#56 Lynn Hynd, Torn Gestures

2 - 21 June

Lynn Hynd was born in Bangor, Wales. She graduated from Fine Art, Painting at the Glasgow School of Art in 2001 and was on the Transmission Committee from 2004 - 2006.

#56 Lynn Hynd

A conversation between Lynn Hynd and Ellie Morgan between the 29th May and 1st June. 

Ellie Morgan: It’s exciting to have your new work here for ‘Torn Gestures’. The plaster pieces have required new knowledge of processes and materials. We found that the studio culture in Glasgow was very open and the artists we met were very communicative. Do you feel like Glasgow is particularly conducive to dialogue between artists and sharing skills?

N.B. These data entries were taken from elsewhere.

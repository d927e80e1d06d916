#![deny(warnings)]

use anyhow::Context;
use persistence::default_sqlite_url;

#[tokio::main]
async fn main() -> anyhow::Result<()> {
    let url = std::env::args()
        .nth(1)
        .unwrap_or_else(|| default_sqlite_url().to_string());
    let path = url
        .strip_prefix("sqlite://")
        .or_else(|| url.strip_prefix("sqlite:"))
        .filter(|p| !p.starts_with(":memory:"));
    if let Some(parent) = path.and_then(|p| std::path::Path::new(p).parent()) {
        if !parent.as_os_str().is_empty() {
            std::fs::create_dir_all(parent).with_context(|| format!("creating {}", parent.display()))?;
        }
    }
    let pool = persistence::init_db(&url).await?;
    let id = persistence::create_save(&pool, "default", Some("initialized")).await?;
    for save in persistence::list_saves(&pool).await? {
        println!(
            "save {} {:?} latest day {}",
            save.id,
            save.name,
            save.latest_day.map_or_else(|| "-".to_string(), |d| d.to_string())
        );
    }
    println!("DB migrated at {url} (default save {id})");
    Ok(())
}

Lynn Hynd: The artistic community in Glasgow is a very supportive environment to be involved with and one that really allows you to take risks and explore new directions in your practice. It is invaluable to be around artists that really give honest critical feedback and support your practice. In making the new pieces the support of my peers was really important, both with practical solutions and with the process of how the work is read as it is the first time I have made work with more sculptural materials like plaster. It was really important that the work didn’t become sculptural but was able to move between the boundaries of two dimensions and three dimensions.  It has definitely been really exciting to explore new materials and processes like print with this new body of work as it has allowed me to challenge and explore my interests in a completely new context, allowing new possibilities to emerge that might not have surfaced from the more collaged pieces I have been working on for the last year.  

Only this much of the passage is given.